Le risotto appelle plutôt le Krug et c’est le tour du Pétrus 1973 sur le rouget. A l’ouverture, son parfum était superbe. Il est servi un peu chaud et dès qu’il retrouve de la fraîcheur, son caractère brillant apparaît. Il a une puissance très supérieure à ce que l’on attend de ce millésime timide. Il est grand, profond et plus lisible que d’autres millésimes de Pétrus, car sa cohérence est extrême. L’accord avec le rouget est toujours aussi pertinent. Ce Pétrus est noble, d’une grande élégance. La sauce, faite avec un grand bordeaux de 1982 est un peu trop réduite. Une sauce plus légère eût été opportune. Pour les deux plats qui suivront les deux vins rouges sont également appropriés mais sont rapidement bus, au point que nous commandons au verre de la carte du restaurant un Chambolle-Musigny 1er Cru Les Baudes Sérafin Père & Fils 2010 qui joue honnêtement son rôle.

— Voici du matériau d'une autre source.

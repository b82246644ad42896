//! Dense (affine + activation) classifier stored as JSON
//!
//! Covers logistic-regression style exports: one weight row per output,
//! one bias per output, then sigmoid or softmax.
//!
//! ```json
//! {
//!   "input_shape": [1, 20],
//!   "weights": [[0.1, -0.2, ...]],
//!   "bias": [0.0],
//!   "activation": "sigmoid"
//! }
//! ```

use std::fs;
use std::path::Path;

use log::debug;
use serde::{Deserialize, Serialize};

use super::model::{Classifier, RawOutput};
use crate::error::{DetectError, Result};
use crate::shape::FeatureVector;

/// Output activation
#[derive(Debug, Clone, Copy, PartialEq, Eq, Serialize, Deserialize)]
#[serde(rename_all = "snake_case")]
pub enum Activation {
    Sigmoid,
    Softmax,
    Identity,
}

/// Serialized dense model
#[derive(Debug, Clone, PartialEq, Serialize, Deserialize)]
pub struct DenseModel {
    #[serde(default)]
    pub input_shape: Option<Vec<i64>>,
    pub weights: Vec<Vec<f32>>,
    pub bias: Vec<f32>,
    pub activation: Activation,
}

/// A dense classifier loaded from a JSON artifact
#[derive(Debug, Clone)]
pub struct DenseClassifier {
    model: DenseModel,
}

impl DenseClassifier {
    /// Validate and wrap a model
    pub fn new(model: DenseModel) -> Result<Self> {
        Self::check(&model).map_err(|reason| DetectError::ModelLoad {
            path: "<memory>".to_string(),
            reason,
        })?;
        Ok(Self { model })
    }

    /// Load a model from a JSON file
    pub fn load(path: &Path) -> Result<Self> {
        let display = path.display().to_string();
        let text = fs::read_to_string(path).map_err(|e| DetectError::ModelLoad {
            path: display.clone(),
            reason: e.to_string(),
        })?;
        let model: DenseModel = serde_json::from_str(&text).map_err(|e| DetectError::ModelLoad {
            path: display.clone(),
            reason: format!("invalid dense model: {}", e),
        })?;
        Self::check(&model).map_err(|reason| DetectError::ModelLoad {
            path: display.clone(),
            reason,
        })?;

        debug!(
            "Loaded dense model {}: {} inputs -> {} outputs ({:?})",
            display,
            model.weights[0].len(),
            model.weights.len(),
            model.activation
        );
        Ok(Self { model })
    }

    fn check(model: &DenseModel) -> std::result::Result<(), String> {
        let inputs = model.weights.first().map(Vec::len).unwrap_or(0);
        if inputs == 0 {
            return Err("weights must be a non-empty matrix".to_string());
        }
        if model.weights.iter().any(|row| row.len() != inputs) {
            return Err("weight rows have different lengths".to_string());
        }
        if model.bias.len() != model.weights.len() {
            return Err(format!(
                "bias has {} entries for {} outputs",
                model.bias.len(),
                model.weights.len()
            ));
        }
        if let Some(shape) = &model.input_shape {
            let known: i64 = shape.iter().filter(|&&d| d > 0).product();
            if shape.iter().all(|&d| d > 0) && known as usize != inputs {
                return Err(format!(
                    "input_shape {:?} holds {} values but weights expect {}",
                    shape, known, inputs
                ));
            }
        }
        Ok(())
    }

    pub fn input_len(&self) -> usize {
        self.model.weights[0].len()
    }
}

fn sigmoid(x: f32) -> f32 {
    1.0 / (1.0 + (-x).exp())
}

fn softmax(logits: &[f32]) -> Vec<f32> {
    let max = logits.iter().cloned().fold(f32::NEG_INFINITY, f32::max);
    let exps: Vec<f32> = logits.iter().map(|&l| (l - max).exp()).collect();
    let sum: f32 = exps.iter().sum();
    exps.into_iter().map(|e| e / sum).collect()
}

impl Classifier for DenseClassifier {
    fn name(&self) -> &str {
        "dense"
    }

    fn declared_input_shape(&self) -> Option<&[i64]> {
        self.model.input_shape.as_deref()
    }

    fn predict(&mut self, input: &FeatureVector) -> Result<RawOutput> {
        let x = input.values();
        if x.len() != self.input_len() {
            return Err(DetectError::Prediction {
                reason: format!(
                    "dense model expects {} inputs, got {}",
                    self.input_len(),
                    x.len()
                ),
            });
        }

        let logits: Vec<f32> = self
            .model
            .weights
            .iter()
            .zip(&self.model.bias)
            .map(|(row, b)| row.iter().zip(x).map(|(w, v)| w * v).sum::<f32>() + b)
            .collect();

        let values = match self.model.activation {
            Activation::Sigmoid => logits.into_iter().map(sigmoid).collect(),
            Activation::Softmax => softmax(&logits),
            Activation::Identity => logits,
        };
        RawOutput::from_values(values)
    }
}
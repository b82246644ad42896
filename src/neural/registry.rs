//! Model variant registry
//!
//! Each classifier generation is described by one [`ModelVariantDescriptor`]:
//! where its artifact lives, what input shape it expects, which features it
//! was trained on and how its output is labelled. The pipeline is driven
//! entirely by the selected descriptor.

use std::path::{Path, PathBuf};

use serde::{Deserialize, Serialize};

use crate::decision::{LabelScheme, SegmentSpec};
use crate::error::{DetectError, Result};
use crate::features::FeatureRecipe;
use crate::shape::InputShape;

/// Variant used when none is selected
pub const DEFAULT_VARIANT: &str = "deepfake-voice";

#[derive(Deserialize)]
struct RawDescriptor {
    id: String,
    #[serde(default)]
    description: String,
    model_path: PathBuf,
    input_shape: InputShape,
    recipe: FeatureRecipe,
    #[serde(default)]
    scheme: LabelScheme,
    #[serde(default)]
    segments: Option<SegmentSpec>,
}

/// Static configuration of one classifier generation
#[derive(Debug, Clone, PartialEq, Serialize, Deserialize)]
#[serde(try_from = "RawDescriptor")]
pub struct ModelVariantDescriptor {
    pub id: String,
    pub description: String,
    pub model_path: PathBuf,
    pub input_shape: InputShape,
    pub recipe: FeatureRecipe,
    pub scheme: LabelScheme,
    #[serde(skip_serializing_if = "Option::is_none")]
    pub segments: Option<SegmentSpec>,
}

impl TryFrom<RawDescriptor> for ModelVariantDescriptor {
    type Error = DetectError;

    fn try_from(raw: RawDescriptor) -> Result<Self> {
        let descriptor = ModelVariantDescriptor {
            id: raw.id,
            description: raw.description,
            model_path: raw.model_path,
            input_shape: raw.input_shape,
            recipe: raw.recipe,
            scheme: raw.scheme,
            segments: raw.segments,
        };
        descriptor.validate()?;
        Ok(descriptor)
    }
}

impl ModelVariantDescriptor {
    /// Build and validate a descriptor
    pub fn new(
        id: impl Into<String>,
        model_path: impl Into<PathBuf>,
        input_shape: InputShape,
        recipe: FeatureRecipe,
        scheme: LabelScheme,
    ) -> Result<Self> {
        let descriptor = Self {
            id: id.into(),
            description: String::new(),
            model_path: model_path.into(),
            input_shape,
            recipe,
            scheme,
            segments: None,
        };
        descriptor.validate()?;
        Ok(descriptor)
    }

    pub fn with_description(mut self, description: impl Into<String>) -> Self {
        self.description = description.into();
        self
    }

    pub fn with_segments(mut self, segments: SegmentSpec) -> Result<Self> {
        segments.validate()?;
        self.segments = Some(segments);
        Ok(self)
    }

    pub fn validate(&self) -> Result<()> {
        if self.id.trim().is_empty() {
            return Err(DetectError::config("variant id must not be empty"));
        }
        if self.model_path.as_os_str().is_empty() {
            return Err(DetectError::config(format!(
                "variant '{}' has an empty model_path",
                self.id
            )));
        }
        self.scheme.validate()?;
        if let Some(segments) = &self.segments {
            segments.validate()?;
        }
        Ok(())
    }

    /// Artifact path, with relative paths taken from `model_dir`
    pub fn resolve_model_path(&self, model_dir: &Path) -> PathBuf {
        if self.model_path.is_absolute() {
            self.model_path.clone()
        } else {
            model_dir.join(&self.model_path)
        }
    }
}

fn shape(dims: &[usize]) -> Result<InputShape> {
    InputShape::new(dims.to_vec())
}

/// Registry of known variants, in registration order
#[derive(Debug, Clone, Default)]
pub struct VariantRegistry {
    variants: Vec<ModelVariantDescriptor>,
}

impl VariantRegistry {
    /// Create an empty registry
    pub fn new() -> Self {
        Self::default()
    }

    /// Registry with the built-in classifier generations
    pub fn with_defaults() -> Result<Self> {
        let mut registry = Self::new();

        registry.register(
            ModelVariantDescriptor::new(
                DEFAULT_VARIANT,
                "deepfake_voice.onnx",
                shape(&[1, 20])?,
                FeatureRecipe::mfcc(20)?,
                LabelScheme::default(),
            )?
            .with_description("Binary classifier over 20 mean MFCCs"),
        );

        registry.register(
            ModelVariantDescriptor::new(
                "tempered-voice",
                "tempered_voice.onnx",
                shape(&[1, 32, 1])?,
                FeatureRecipe::mfcc(32)?,
                LabelScheme::default(),
            )?
            .with_description("Binary classifier over 32 mean MFCCs with 1 s segment labels")
            .with_segments(SegmentSpec::new(1.0)?)?,
        );

        registry.register(
            ModelVariantDescriptor::new(
                "deepfake-voice-multiclass",
                "deepfake_voice_multiclass.onnx",
                shape(&[1, 26])?,
                FeatureRecipe::tabular(20)?,
                LabelScheme::three_class(),
            )?
            .with_description("Fake / PartialFake / Real over the 26-field spectral schema"),
        );

        Ok(registry)
    }

    /// Add a variant, replacing any variant with the same id
    pub fn register(&mut self, descriptor: ModelVariantDescriptor) {
        match self.variants.iter_mut().find(|v| v.id == descriptor.id) {
            Some(existing) => *existing = descriptor,
            None => self.variants.push(descriptor),
        }
    }

    /// Get a variant by id
    pub fn get(&self, id: &str) -> Result<&ModelVariantDescriptor> {
        self.variants
            .iter()
            .find(|v| v.id == id)
            .ok_or_else(|| DetectError::UnknownVariant { id: id.to_string() })
    }

    pub fn has_variant(&self, id: &str) -> bool {
        self.variants.iter().any(|v| v.id == id)
    }

    pub fn ids(&self) -> Vec<&str> {
        self.variants.iter().map(|v| v.id.as_str()).collect()
    }

    pub fn variants(&self) -> &[ModelVariantDescriptor] {
        &self.variants
    }
}

#[cfg(test)]
mod tests {
    use super::*;
    use crate::features::FeatureLayout;

    #[test]
    fn test_defaults_registered() {
        let registry = VariantRegistry::with_defaults().unwrap();
        assert_eq!(
            registry.ids(),
            vec!["deepfake-voice", "tempered-voice", "deepfake-voice-multiclass"]
        );

        let tempered = registry.get("tempered-voice").unwrap();
        assert_eq!(tempered.input_shape.dims(), &[1, 32, 1]);
        assert_eq!(tempered.recipe.raw_len(), 32);
        assert!(tempered.segments.is_some());

        let multiclass = registry.get("deepfake-voice-multiclass").unwrap();
        assert_eq!(multiclass.input_shape.len(), 26);
        assert!(matches!(multiclass.recipe.layout(), FeatureLayout::Named { .. }));
    }

    #[test]
    fn test_unknown_variant() {
        let registry = VariantRegistry::with_defaults().unwrap();
        match registry.get("nope") {
            Err(DetectError::UnknownVariant { id }) => assert_eq!(id, "nope"),
            other => panic!("Expected UnknownVariant, got: {:?}", other),
        }
    }

    #[test]
    fn test_register_replaces_same_id() {
        let mut registry = VariantRegistry::with_defaults().unwrap();
        let replacement = ModelVariantDescriptor::new(
            DEFAULT_VARIANT,
            "/models/custom.json",
            InputShape::new(vec![1, 13]).unwrap(),
            FeatureRecipe::mfcc(13).unwrap(),
            LabelScheme::default(),
        )
        .unwrap();
        registry.register(replacement);

        assert_eq!(registry.variants().len(), 3);
        assert_eq!(registry.get(DEFAULT_VARIANT).unwrap().input_shape.len(), 13);
    }

    #[test]
    fn test_resolve_model_path() {
        let registry = VariantRegistry::with_defaults().unwrap();
        let variant = registry.get(DEFAULT_VARIANT).unwrap();
        assert_eq!(
            variant.resolve_model_path(Path::new("/srv/model")),
            PathBuf::from("/srv/model/deepfake_voice.onnx")
        );
    }

    #[test]
    fn test_descriptor_from_json() {
        let descriptor: ModelVariantDescriptor = serde_json::from_str(
            r#"{
                "id": "small",
                "model_path": "small.json",
                "input_shape": [1, 13],
                "recipe": {"layout": "flat", "descriptors": [{"kind": "mfcc", "count": 13}]},
                "scheme": {"kind": "binary", "threshold": 0.7},
                "segments": {"window_secs": 0.5}
            }"#,
        )
        .unwrap();
        assert_eq!(descriptor.scheme, LabelScheme::Binary { threshold: 0.7 });
        assert_eq!(descriptor.segments.unwrap().window_secs, 0.5);
    }

    #[test]
    fn test_descriptor_json_is_validated() {
        let result = serde_json::from_str::<ModelVariantDescriptor>(
            r#"{
                "id": "",
                "model_path": "x.json",
                "input_shape": [1, 13],
                "recipe": {"layout": "flat", "descriptors": [{"kind": "rms"}]}
            }"#,
        );
        assert!(result.is_err());
    }
}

Le dessert Opéra est le même que celui que nous avions aimé chez mon ami Tomo. Il est de très haute qualité et forme un accord parfait avec le Tokaji Aszu Eszencia Disznoko 1988 extrêmement charmeur, doux et aérien que j’ai apporté.
C’est assez difficile de classer les vins. Je mettrai en premier le prétexte de ce repas, le Pétrus 1973, suivi du Krug Grande Cuvée, puis le Bollinger 1943 et le vin grec 2012. Ce repas fut amical, décontracté et riche en émotions gustatives.